By mounting vibration sensors to the unsprung areas of passenger and freight units, information on the actual condition of the rail, track and trackbed across the network can be communicated to the maintenance teams in real time and months ahead of any urgent corrective measures, resulting in huge cost savings and considerably enhancing passenger safety. Instrumentation using this principle is being deployed by Perpetuum today for axle bearing and wheel condition monitoring, using the same core components and so has been technically de-risked. Extracting specific track related information, and accurately interpreting that information so that appropriate remedial work can be scheduled without direct (manual) track inspection is a new and exciting application for this data stream. In addition to the savings in track maintenance, track inspection team safety will be improved and measurement trains can remain doing what they are designed for – very detailed infrequent audits of the infrastructure asset status.
In all cases the asset condition information must be completely reliable, simple to interpret so that it can be acted upon immediately – there is a critical distinction in this market between communicating data and providing information. Users are not expected to have specialised skills to use the information and the products have been designed to be maintenance free. System outputs should therefore fit seamlessly into the users existing processes.

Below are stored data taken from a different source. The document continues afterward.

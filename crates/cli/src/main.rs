use anyhow::{bail, Context, Result};
use clap::{Parser, Subcommand};
use polysplit::api::{tally, Dcel, EdgeId};
use std::path::{Path, PathBuf};
use tracing_subscriber::fmt::SubscriberBuilder;

mod io;
mod summary;

use summary::{write_summary, Counts, RunSummary, SplitStats};

#[derive(Parser)]
#[command(name = "polysplit")]
#[command(about = "Split a polygon along midpoint chords and tally towers per face")]
#[command(version = polysplit::VERSION)]
struct Cmd {
    #[command(subcommand)]
    action: Action,
}

#[derive(Subcommand)]
enum Action {
    /// Build, split, tally the towers and write the per-face report
    Run {
        /// Towers CSV (header line, then id,postcode,population,contact,x,y)
        #[arg(long)]
        towers: PathBuf,
        /// Whitespace-separated x y pairs
        #[arg(long)]
        polygon: PathBuf,
        #[arg(long)]
        out: PathBuf,
        /// One `a b` edge pair per line; standard input when omitted
        #[arg(long)]
        splits: Option<PathBuf>,
        /// Optional JSON run summary
        #[arg(long)]
        summary: Option<PathBuf>,
    },
    /// Build and split only, then verify the subdivision and print its counts
    Check {
        #[arg(long)]
        polygon: PathBuf,
        #[arg(long)]
        splits: Option<PathBuf>,
    },
}

fn main() -> Result<()> {
    SubscriberBuilder::default()
        .with_target(false)
        .with_writer(std::io::stderr)
        .init();
    let cmd = Cmd::parse();
    match cmd.action {
        Action::Run {
            towers,
            polygon,
            out,
            splits,
            summary,
        } => run(&towers, &polygon, &out, splits.as_deref(), summary.as_deref()),
        Action::Check { polygon, splits } => check(&polygon, splits.as_deref()),
    }
}

fn build(polygon: &Path, splits: Option<&Path>) -> Result<(Dcel, SplitStats)> {
    let ring = io::read_polygon(polygon)?;
    let mut dcel = Dcel::from_polygon(&ring)
        .with_context(|| format!("building subdivision from {}", polygon.display()))?;
    tracing::info!(vertices = ring.len(), winding = ?dcel.winding(), "polygon");
    let requests = io::read_splits(splits)?;
    let stats = apply_splits(&mut dcel, requests);
    tracing::info!(
        accepted = stats.accepted,
        rejected = stats.rejected,
        faces = dcel.num_faces(),
        "splits"
    );
    Ok((dcel, stats))
}

/// Apply requests in order; rejected ones are logged and counted.
fn apply_splits(dcel: &mut Dcel, requests: Vec<(EdgeId, EdgeId)>) -> SplitStats {
    let mut stats = SplitStats {
        requested: requests.len(),
        ..SplitStats::default()
    };
    for (index, ((a, b), result)) in requests
        .iter()
        .zip(dcel.split_all(requests.iter().copied()))
        .enumerate()
    {
        match result {
            Ok(_) => stats.accepted += 1,
            Err(err) => {
                stats.rejected += 1;
                tracing::warn!(request = index, a = a.0, b = b.0, %err, "split rejected");
            }
        }
    }
    stats
}

fn run(
    towers: &Path,
    polygon: &Path,
    out: &Path,
    splits: Option<&Path>,
    summary_out: Option<&Path>,
) -> Result<()> {
    tracing::info!(towers = %towers.display(), polygon = %polygon.display(), out = %out.display(), "run");
    let watchtowers = io::read_towers(towers)?;
    let (dcel, stats) = build(polygon, splits)?;
    let tallied = tally(&dcel, &watchtowers);
    io::write_report_file(out, &watchtowers, &tallied)?;
    tracing::info!(
        towers = watchtowers.len(),
        faces = tallied.num_faces(),
        total = tallied.total(),
        "report written"
    );

    if let Some(path) = summary_out {
        let params = serde_json::json!({
            "towers": towers,
            "polygon": polygon,
            "splits": splits,
            "out": out,
        });
        let doc = RunSummary::new(params, &dcel, stats, watchtowers.len(), &tallied);
        write_summary(path, &doc)?;
    }
    Ok(())
}

fn check(polygon: &Path, splits: Option<&Path>) -> Result<()> {
    let (dcel, stats) = build(polygon, splits)?;
    if let Err(err) = dcel.check_invariants() {
        bail!("subdivision is inconsistent: {err}");
    }
    let obj = serde_json::json!({
        "counts": Counts::of(&dcel),
        "splits": stats,
    });
    println!("{}", serde_json::to_string_pretty(&obj)?);
    Ok(())
}

#[cfg(test)]
mod tests {
    use super::*;
    use std::fs;
    use tempfile::tempdir;

    #[test]
    fn square_end_to_end() {
        let dir = tempdir().unwrap();
        let polygon = dir.path().join("polygon.txt");
        let splits = dir.path().join("splits.txt");
        let towers = dir.path().join("towers.csv");
        let out = dir.path().join("out").join("report.txt");
        let summary_path = dir.path().join("summary.json");
        fs::write(&polygon, "0 0\n1 0\n1 1\n0 1\n").unwrap();
        fs::write(&splits, "1 3\n1 3 oops\n9 0\n").unwrap();
        fs::write(
            &towers,
            "id,postcode,population,contact,x,y\n\
             A,3000,10,Ann,0.5,0.25\n\
             B,3001,20,Bo,0.5,0.75\n",
        )
        .unwrap();

        run(&towers, &polygon, &out, Some(splits.as_path()), Some(summary_path.as_path())).unwrap();

        let report = fs::read_to_string(&out).unwrap();
        let lines: Vec<&str> = report.lines().collect();
        assert_eq!(lines[0], "0");
        assert!(lines[1].starts_with("Watchtower ID: A, Postcode: 3000, Population Served: 10,"));
        assert_eq!(lines[2], "1");
        assert!(lines[3].ends_with("x: 0.500000, y: 0.750000"));
        assert_eq!(lines[4], "Face 0 population served: 10");
        assert_eq!(lines[5], "Face 1 population served: 20");
        assert_eq!(lines.len(), 6);

        let parsed: serde_json::Value =
            serde_json::from_slice(&fs::read(&summary_path).unwrap()).unwrap();
        assert_eq!(parsed["summary"]["splits"]["accepted"], 1);
        assert_eq!(parsed["summary"]["splits"]["rejected"], 1);
        assert_eq!(parsed["summary"]["total"], 30);
    }

    #[test]
    fn header_only_towers_still_reports_every_face() {
        let dir = tempdir().unwrap();
        let polygon = dir.path().join("polygon.txt");
        let splits = dir.path().join("splits.txt");
        let towers = dir.path().join("towers.csv");
        let out = dir.path().join("report.txt");
        fs::write(&polygon, "0 0\n1 0\n1 1\n0 1\n").unwrap();
        fs::write(&splits, "1 3\n").unwrap();
        fs::write(&towers, "id,postcode,population,contact,x,y\n").unwrap();

        run(&towers, &polygon, &out, Some(splits.as_path()), None).unwrap();

        let report = fs::read_to_string(&out).unwrap();
        let lines: Vec<&str> = report.lines().collect();
        assert_eq!(
            lines,
            vec![
                "0",
                "1",
                "Face 0 population served: 0",
                "Face 1 population served: 0",
            ]
        );
    }

    #[test]
    fn rejected_splits_are_counted() {
        let mut dcel = Dcel::from_polygon(&[
            polysplit::Point2::new(0.0, 0.0),
            polysplit::Point2::new(1.0, 0.0),
            polysplit::Point2::new(0.0, 1.0),
        ])
        .unwrap();
        let stats = apply_splits(
            &mut dcel,
            vec![(EdgeId(0), EdgeId(0)), (EdgeId(0), EdgeId(7)), (EdgeId(0), EdgeId(1))],
        );
        assert_eq!((stats.requested, stats.accepted, stats.rejected), (3, 1, 2));
        assert_eq!(dcel.num_faces(), 2);
    }

    #[test]
    fn degenerate_polygon_fails() {
        let dir = tempdir().unwrap();
        let polygon = dir.path().join("polygon.txt");
        let splits = dir.path().join("splits.txt");
        fs::write(&polygon, "0 0 1 1").unwrap();
        fs::write(&splits, "").unwrap();
        assert!(check(&polygon, Some(splits.as_path())).is_err());
    }
}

This project has delivered a track monitoring system for condition based track maintenance, based on new wireless sensor node technology and a set of modelling and simulation tools for ""off-line"" assessment of vibration generated either at the wheel-rail interface or in the bearing. Early commercial success has been achieved, with several commercial contracts either in operation or being shipped. Rail operators recognise this technology as having the potential to reduce rail maintenance costs and increase rail capacity. The work has generated two new patents.